* **EXERCISE**
Pick every line out of the entries below that has the string "impl", and copy it.

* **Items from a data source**
====

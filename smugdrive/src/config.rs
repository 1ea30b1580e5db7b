use std::io;
use std::path::{Path, PathBuf};
use std::sync::Arc;
use std::time::Duration;

use serde::{Deserialize, Serialize};
use smugdrive_core::{ApiKeySigner, RequestSigner, StaticAuthorization};
use thiserror::Error;

use crate::migrate::engine::{DEFAULT_ROOT_FOLDER, MigrationOptions};

const APP_DIR_NAME: &str = "smugdrive";
const CONFIG_FILE_NAME: &str = "config.json";
const STATE_FILE_NAME: &str = "migration_state.json";

#[derive(Debug, Error)]
pub enum ConfigError {
    #[error("failed to read config {path:?}: {source}")]
    Io {
        path: PathBuf,
        #[source]
        source: io::Error,
    },
    #[error("config {path:?} is not valid JSON: {source}")]
    Parse {
        path: PathBuf,
        #[source]
        source: serde_json::Error,
    },
    #[error("missing credentials: {0}")]
    MissingCredentials(&'static str),
}

/// Settings persisted in `config.json`. Every key is optional.
#[derive(Debug, Clone, Default, Serialize, Deserialize, PartialEq, Eq)]
#[serde(default)]
pub struct RunConfig {
    pub smugmug_api_key: Option<String>,
    pub smugmug_authorization: Option<String>,
    pub google_access_token: Option<String>,
    pub folder_name: Option<String>,
    pub skip_existing: Option<bool>,
    pub retry_failed: Option<bool>,
    pub albums: Vec<String>,
    pub state_file: Option<PathBuf>,
    pub item_delay_ms: Option<u64>,
    #[serde(skip)]
    pub smugmug_base_url: Option<String>,
    #[serde(skip)]
    pub drive_base_url: Option<String>,
}

impl RunConfig {
    /// Reads `path`; a missing file yields the defaults.
    pub fn load(path: &Path) -> Result<Self, ConfigError> {
        let raw = match std::fs::read(path) {
            Ok(raw) => raw,
            Err(err) if err.kind() == io::ErrorKind::NotFound => return Ok(Self::default()),
            Err(source) => {
                return Err(ConfigError::Io {
                    path: path.to_path_buf(),
                    source,
                });
            }
        };
        serde_json::from_slice(&raw).map_err(|source| ConfigError::Parse {
            path: path.to_path_buf(),
            source,
        })
    }

    pub fn apply_env(&mut self) {
        self.apply_env_with(|name| std::env::var(name).ok());
    }

    pub fn apply_env_with<F>(&mut self, lookup: F)
    where
        F: Fn(&str) -> Option<String>,
    {
        let read = |name: &str| lookup(name).filter(|value| !value.trim().is_empty());
        if let Some(value) = read("SMUGMUG_API_KEY") {
            self.smugmug_api_key = Some(value);
        }
        if let Some(value) = read("SMUGMUG_AUTHORIZATION") {
            self.smugmug_authorization = Some(value);
        }
        if let Some(value) = read("GOOGLE_DRIVE_TOKEN") {
            self.google_access_token = Some(value);
        }
        if let Some(value) = read("SMUGDRIVE_STATE_FILE") {
            self.state_file = Some(expand_home(&value));
        }
        if let Some(value) = read("SMUGDRIVE_ITEM_DELAY_MS").and_then(|v| v.trim().parse().ok()) {
            self.item_delay_ms = Some(value);
        }
        if let Some(value) = read("SMUGMUG_BASE_URL") {
            self.smugmug_base_url = Some(value);
        }
        if let Some(value) = read("GOOGLE_DRIVE_BASE_URL") {
            self.drive_base_url = Some(value);
        }
    }

    /// Folds command-line overrides on top of the file and environment.
    /// `needs_destination` is false for runs that never talk to Drive.
    pub fn resolve(
        self,
        cli: CliOverrides,
        needs_destination: bool,
    ) -> Result<ResolvedRun, ConfigError> {
        let source = if let Some(value) = self.smugmug_authorization {
            SourceCredentials::Authorization(value)
        } else if let Some(key) = self.smugmug_api_key {
            SourceCredentials::ApiKey(key)
        } else {
            return Err(ConfigError::MissingCredentials(
                "set SMUGMUG_API_KEY or SMUGMUG_AUTHORIZATION",
            ));
        };
        let drive_token = self.google_access_token;
        if needs_destination && drive_token.is_none() {
            return Err(ConfigError::MissingCredentials("set GOOGLE_DRIVE_TOKEN"));
        }

        let defaults = MigrationOptions::default();
        let options = MigrationOptions {
            root_folder: cli
                .folder
                .or(self.folder_name)
                .filter(|name| !name.trim().is_empty())
                .unwrap_or_else(|| DEFAULT_ROOT_FOLDER.to_string()),
            dry_run: cli.dry_run,
            skip_existing: !cli.no_skip_existing && self.skip_existing.unwrap_or(true),
            retry_failed: cli.retry_failed || self.retry_failed.unwrap_or(false),
            albums: if cli.albums.is_empty() {
                self.albums
            } else {
                cli.albums
            },
            item_delay: self
                .item_delay_ms
                .map(Duration::from_millis)
                .unwrap_or(defaults.item_delay),
            save_every: defaults.save_every,
        };

        Ok(ResolvedRun {
            source,
            drive_token,
            state_file: cli
                .state
                .or(self.state_file)
                .unwrap_or_else(default_state_path),
            smugmug_base_url: self.smugmug_base_url,
            drive_base_url: self.drive_base_url,
            options,
        })
    }
}

/// Values taken from the command line. Unset flags defer to the config.
#[derive(Debug, Clone, Default)]
pub struct CliOverrides {
    pub folder: Option<String>,
    pub dry_run: bool,
    pub no_skip_existing: bool,
    pub retry_failed: bool,
    pub albums: Vec<String>,
    pub state: Option<PathBuf>,
}

#[derive(Debug, Clone, PartialEq, Eq)]
pub enum SourceCredentials {
    ApiKey(String),
    Authorization(String),
}

impl SourceCredentials {
    pub fn signer(&self) -> Arc<dyn RequestSigner> {
        match self {
            SourceCredentials::ApiKey(key) => Arc::new(ApiKeySigner::new(key.clone())),
            SourceCredentials::Authorization(value) => {
                Arc::new(StaticAuthorization::new(value.clone()))
            }
        }
    }
}

#[derive(Debug, Clone)]
pub struct ResolvedRun {
    pub source: SourceCredentials,
    pub drive_token: Option<String>,
    pub state_file: PathBuf,
    pub smugmug_base_url: Option<String>,
    pub drive_base_url: Option<String>,
    pub options: MigrationOptions,
}

pub fn app_config_dir() -> PathBuf {
    dirs::config_dir()
        .unwrap_or_else(std::env::temp_dir)
        .join(APP_DIR_NAME)
}

pub fn default_config_path() -> PathBuf {
    app_config_dir().join(CONFIG_FILE_NAME)
}

pub fn default_state_path() -> PathBuf {
    dirs::data_dir()
        .unwrap_or_else(std::env::temp_dir)
        .join(APP_DIR_NAME)
        .join(STATE_FILE_NAME)
}

fn expand_home(value: &str) -> PathBuf {
    match dirs::home_dir() {
        Some(home) => expand_with_home(value, &home),
        None => PathBuf::from(value),
    }
}

fn expand_with_home(value: &str, home: &Path) -> PathBuf {
    if value == "~" {
        return home.to_path_buf();
    }
    if let Some(rest) = value.strip_prefix("~/") {
        return home.join(rest);
    }
    PathBuf::from(value)
}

====

* **RESULT OF THE TASK**
impl RunConfig {
impl SourceCredentials {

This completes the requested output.